AIDS is too widespread and too devastating a disease to abandon the quest for a vaccine. Scientists have learned many important lessons from past vaccine trials, and there is no reason to give up now.
We should remember that our most important vaccines took decades to develop. The virus that causes polio was discovered in the 1930s. The first vaccines tested in the 1930s were ineffective. In the 1940s and early 1950s, summertime polio epidemics caused fear and panic in many countries. Fortunately, this vaccine research continued despite initial failures.
Progress was based on small but steady scientific advances such as the discovery in 1949 of how to grow the polio virus in the lab. Six years later, Jonas Salk’s inactivated, injected polio vaccine became available. By 1957 the number of new polio cases annually had fallen by 90 percent and the iron lung became a museum relic.

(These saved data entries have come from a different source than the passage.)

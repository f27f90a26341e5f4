//! The fixed catalog of finding categories and their message templates.
//!
//! Templates use `{n}` for the n-th (1-based) positional parameter.

use serde::{Deserialize, Serialize};

use crate::core::types::Severity;

/// Stable identifier of a kind of finding
#[derive(Debug, Clone, Copy, PartialEq, Eq, Hash, Serialize, Deserialize)]
#[serde(rename_all = "SCREAMING_SNAKE_CASE")]
pub enum Category {
    TypeNotGri,
    ContigsetMissing,
    ContigsetInvalid,
    ContigsetFetchFail,
    GriIndexMissing,
    LoTooSmall,
    LoTooLarge,
    HiTooLarge,
    ChrInvalid,
    ColumnMissing,
    ColumnTypeInvalid,
    RowMalformed,
    RowFetchFail,
    FlatIndexInvalid,
}

/// `(category, identifier, severity, template)` for every category, in
/// declaration order of [`Category`]
pub const MESSAGE_CATALOG: &[(Category, &str, Severity, &str)] = &[
    (
        Category::TypeNotGri,
        "TYPE_NOT_GRI",
        Severity::Error,
        "Object is not a gri type",
    ),
    (
        Category::ContigsetMissing,
        "CONTIGSET_MISSING",
        Severity::Error,
        "'Details' of this object does not contain 'original_contigset'",
    ),
    (
        Category::ContigsetInvalid,
        "CONTIGSET_INVALID",
        Severity::Error,
        "'original_contigset' is not a valid link to a contigset object",
    ),
    (
        Category::ContigsetFetchFail,
        "CONTIGSET_FETCH_FAIL",
        Severity::Error,
        "Internal error: {1}. Fail to fetch contigset",
    ),
    (
        Category::GriIndexMissing,
        "GRI_INDEX_MISSING",
        Severity::Error,
        "Object does not have genomic range index named 'gri'",
    ),
    (
        Category::LoTooSmall,
        "LO_TOO_SMALL",
        Severity::Error,
        "In {1} row, {2} is negative",
    ),
    (
        Category::LoTooLarge,
        "LO_TOO_LARGE",
        Severity::Error,
        "In {1} row, {2} is larger than {3}",
    ),
    (
        Category::HiTooLarge,
        "HI_TOO_LARGE",
        Severity::Error,
        "In {1} row, {2} is larger than the size of the mapped contig",
    ),
    (
        Category::ChrInvalid,
        "CHR_INVALID",
        Severity::Warning,
        "In some row, such as the {1} one, {2} does not match any contig name",
    ),
    (
        Category::ColumnMissing,
        "COLUMN_MISSING",
        Severity::Error,
        "Column {1} is missing",
    ),
    (
        Category::ColumnTypeInvalid,
        "COLUMN_TYPE_INVALID",
        Severity::Error,
        "Column {1} has type {2}, expected {3}",
    ),
    (
        Category::RowMalformed,
        "ROW_MALFORMED",
        Severity::Error,
        "In {1} row, {2}",
    ),
    (
        Category::RowFetchFail,
        "ROW_FETCH_FAIL",
        Severity::Error,
        "Internal error: {1}. Fail to fetch rows",
    ),
    (
        Category::FlatIndexInvalid,
        "FLAT_INDEX_INVALID",
        Severity::Error,
        "Flat sequence file of the contigset is inconsistent: {1}",
    ),
];

impl Category {
    fn entry(self) -> &'static (Category, &'static str, Severity, &'static str) {
        &MESSAGE_CATALOG[self as usize]
    }

    /// Stable identifier, e.g. `LO_TOO_SMALL`
    #[must_use]
    pub fn id(self) -> &'static str {
        self.entry().1
    }

    #[must_use]
    pub fn severity(self) -> Severity {
        self.entry().2
    }

    #[must_use]
    pub fn template(self) -> &'static str {
        self.entry().3
    }

    /// Look a category up by its identifier
    #[must_use]
    pub fn from_id(id: &str) -> Option<Self> {
        MESSAGE_CATALOG
            .iter()
            .find(|(_, entry_id, ..)| *entry_id == id)
            .map(|(category, ..)| *category)
    }

    /// Render the template with positional parameters
    #[must_use]
    pub fn render(self, params: &[String]) -> String {
        render_template(self.template(), params)
    }
}

impl std::fmt::Display for Category {
    fn fmt(&self, f: &mut std::fmt::Formatter<'_>) -> std::fmt::Result {
        write!(f, "{}", self.id())
    }
}

/// Substitute `{n}` placeholders with `params[n - 1]`.
///
/// Placeholders without a matching parameter are left as they are.
#[must_use]
pub fn render_template(template: &str, params: &[String]) -> String {
    let mut out = String::with_capacity(template.len());
    let mut rest = template;

    while let Some(start) = rest.find('{') {
        out.push_str(&rest[..start]);
        let after = &rest[start + 1..];

        let substituted = after.find('}').and_then(|end| {
            let n: usize = after[..end].parse().ok()?;
            let param = params.get(n.checked_sub(1)?)?;
            Some((param, end))
        });

        match substituted {
            Some((param, end)) => {
                out.push_str(param);
                rest = &after[end + 1..];
            }
            None => {
                out.push('{');
                rest = after;
            }
        }
    }

    out.push_str(rest);
    out
}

Scientists at the Emory Vaccine Center and the Yerkes National Primate Research Center have been working on an HIV/AIDS vaccine for a decade. Based on DNA and viral vector technology, the vaccine is licensed to the Atlanta biotechnology company GeoVax to bring it to the marketplace.
The vaccine has made it through several early stages of clinical trials and is now being tested in a Phase II clinical trial to understand its effectiveness through the National Institutes of Health-funded HIV Vaccine Trials Network (HVTN). In Atlanta, Emory Vaccine Center’s Hope Clinic is the HVTN clinical site. There are other HIV vaccines also being tested. Another Phase II is undergoing a clinical trial through the HVTN network to test a different HIV vaccine, this one developed at the National Institutes of Health.
As a doctor working with individuals who have HIV or AIDS, I know the toll this disease takes on them and their loved ones. I am very hopeful that an effective HIV vaccine will be developed, and I am proud to be on the front lines of that effort.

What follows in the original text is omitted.